Execution Environment

The Fluent EE is designed to be universal, supporting various VMs and EEs. This universality is achieved through the rWasm VM, which executes and simulates different EEs. By using rWasm, Fluent translates all applications into a single execution language, enabling different EEs to share the same state trie. This shared state trie facilitates seamless interoperability among applications.

The Fluent EE achieving support for different EEs can vary significantly based on numerous factors. These factors include the type of cryptography used (particularly when a raw transaction is processed), the percentage of compatible features, and the address format.

There are two potential approaches to building an EE within Fluent:

  • Blended EE - native cross-EE interoperability (aka native composability)
  • Isolated EE - simulation for complete compatibility

Given that each EE/VM can introduce unique execution standards, various integration challenges may arise. Let's explore the most significant ones.

  1. Incompatible Cryptography: EEs can consume an entire transaction as an input, requiring the use of system bindings to verify signature correctness. Fluent supports pre-compiled contracts for a range of commonly used cryptographic functions (e.g., secp256k1, ed25519, bn254, bls384). Any missing cryptographic functions can be implemented as custom precompiled contracts.

  2. Different Address Format: Fluent uses an Ethereum-compatible 20-byte address format. If an address uses a different derivation format or has more bytes than a contract can store, there needs to be a way to handle this.

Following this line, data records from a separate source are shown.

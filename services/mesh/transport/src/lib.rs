//! Lower transport for the mesh: segmentation, reassembly, acknowledgments
//! and control message dispatch, on top of the network layer.
//!
//! The pools in [`seg_tx`] and [`seg_rx`] are plain state machines. They
//! never call the network layer or run user callbacks themselves; they hand
//! back the work to do and [`MeshStack`] performs it outside their locks.
//!
//! ## Example
//!
//! ```rust,no_run
//! use mesh_net::{ManualScheduler, NetConfig, NoEvents, Network, RecordingBearer};
//! use mesh_storage::MemorySettings;
//! use mesh_subnet::SimCrypto;
//! use mesh_transport::{MeshStack, MsgCtx, NoFriend, StackConfig, UpperTransport};
//! use std::sync::Arc;
//!
//! struct Printer;
//!
//! impl UpperTransport for Printer {
//!     fn deliver_access(&self, rx: &mesh_net::NetRx, app_idx: u16, payload: bytes::Bytes) {
//!         println!("0x{:04x} -> 0x{:04x} app 0x{:03x}: {:?}", rx.src, rx.dst, app_idx, payload);
//!     }
//! }
//!
//! # fn example() -> Result<(), mesh_transport::TransportError> {
//! let config = NetConfig { primary_addr: 0x0001, ..Default::default() };
//! let net = Network::new(
//!     config,
//!     Arc::new(SimCrypto),
//!     Arc::new(RecordingBearer::new()),
//!     Arc::new(ManualScheduler::new()),
//!     Arc::new(MemorySettings::new()),
//!     Arc::new(NoEvents),
//! );
//! let stack = MeshStack::new(StackConfig::default(), net, Arc::new(Printer), Arc::new(NoFriend));
//! stack.net().create(0, 0, &[0x11; 16], 0)?;
//! stack.net().subnets_mut().app_key_add(0, 0, &[0x22; 16])?;
//!
//! let ctx = MsgCtx::new(0, 0, 0x0001, 0x0002);
//! stack.send(&ctx, b"hello", None)?;
//! # Ok(())
//! # }
//! ```

#![warn(missing_docs)]
#![warn(clippy::all)]

pub mod control;
pub mod sar;
pub mod seg_rx;
pub mod seg_tx;
pub mod stack;
pub mod upper;

use mesh_net::NetError;
use mesh_subnet::{CryptoError, SubnetError};
use mesh_wire::WireError;
use thiserror::Error;

// Re-export main types
pub use control::{CtlRoute, HeartbeatRx};
pub use sar::SarConfig;
pub use seg_rx::{AckRequest, RxPool, SegRecv, SegStatus, DEFAULT_RX_SLOTS, RX_SDU_MAX};
pub use seg_tx::{SegmentedTx, TxAction, TxCompletion, TxPool, DEFAULT_TX_SLOTS};
pub use stack::{MeshStack, MsgCtx, StackConfig};
pub use upper::{FriendPduKind, FriendQueue, NoFriend, SendCallback, UpperTransport};

/// Lower transport errors
#[derive(Error, Debug, Clone, PartialEq, Eq)]
pub enum TransportError {
    /// Malformed transport PDU
    #[error("invalid transport PDU: {0}")]
    InvalidPdu(&'static str),

    /// No key decrypts the payload
    #[error("no matching key")]
    NoCredentialMatch,

    /// Message rejected by replay protection
    #[error("replay rejected")]
    ReplayRejected,

    /// Reassembled message would exceed the receive buffer
    #[error("message too large: {0} bytes")]
    Oversized(usize),

    /// Friend queue cannot take the message
    #[error("no space in friend queue")]
    NoFriendQueueSpace,

    /// A segmented transfer between the same endpoints is in progress
    #[error("segmented transfer to the destination already in progress")]
    Busy,

    /// Retransmissions exhausted without a complete acknowledgment
    #[error("transfer timed out")]
    Timeout,

    /// The peer cancelled the transfer or the transfer was reset
    #[error("transfer cancelled")]
    Cancelled,

    /// No free slot
    #[error("out of segmentation slots")]
    NoMemory,

    /// Message already received completely
    #[error("message already received")]
    Already,

    /// Nothing handles the request
    #[error("not found")]
    NotFound,

    /// Message discarded; the network message cache entry is rolled back
    #[error("try again later")]
    Again,

    /// Send failure reported by the bearer
    #[error("I/O error: {0}")]
    Io(String),

    /// Network layer error
    #[error("network error: {0}")]
    Net(#[from] NetError),

    /// Wire format error
    #[error("wire error: {0}")]
    Wire(#[from] WireError),

    /// Subnet layer error
    #[error("subnet error: {0}")]
    Subnet(#[from] SubnetError),

    /// Crypto collaborator error
    #[error("crypto error: {0}")]
    Crypto(#[from] CryptoError),
}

Such addresses can be stored as so-called projected addresses, which are calculated using any hashing function. Account information can then be stored inside the storage mapping of the EE account.

  3. Varying Gas Calculation Policies: EEs/VMs may use different gas calculation policies compared to Fluent. To address this, Fluent has two distinct gas calculation policies:

    • Standard Gas Calculation: Applies to typical operations, assigning a specific gas cost to each rWasm opcode.
    • Manual Gas Calculation: Available exclusively for development purposes and for genesis precompiled smart contracts on Fluent.

    This approach ensures flexibility and maintains the integrity of operations across different environments.

  4. Custom Bytecode Storage: There is a need to store immutable data like custom bytecode or some EE specific context information. Fluent provides a preimage database that can be used to store immutable data, including custom bytecode or other data.

  5. Variable Storage Size: Some EEs implement variable storage key/value lengths. For instance, Solana uses 10kB chunks, while Cosmos utilizes variable key/value lengths with certain constraints. Storing these datasets within Ethereum's standard 32-byte storage format may lead to significant performance issues and increased gas consumption. To address this, Fluent offers an additional API that allows developers to use custom storage solutions for varying data lengths efficiently.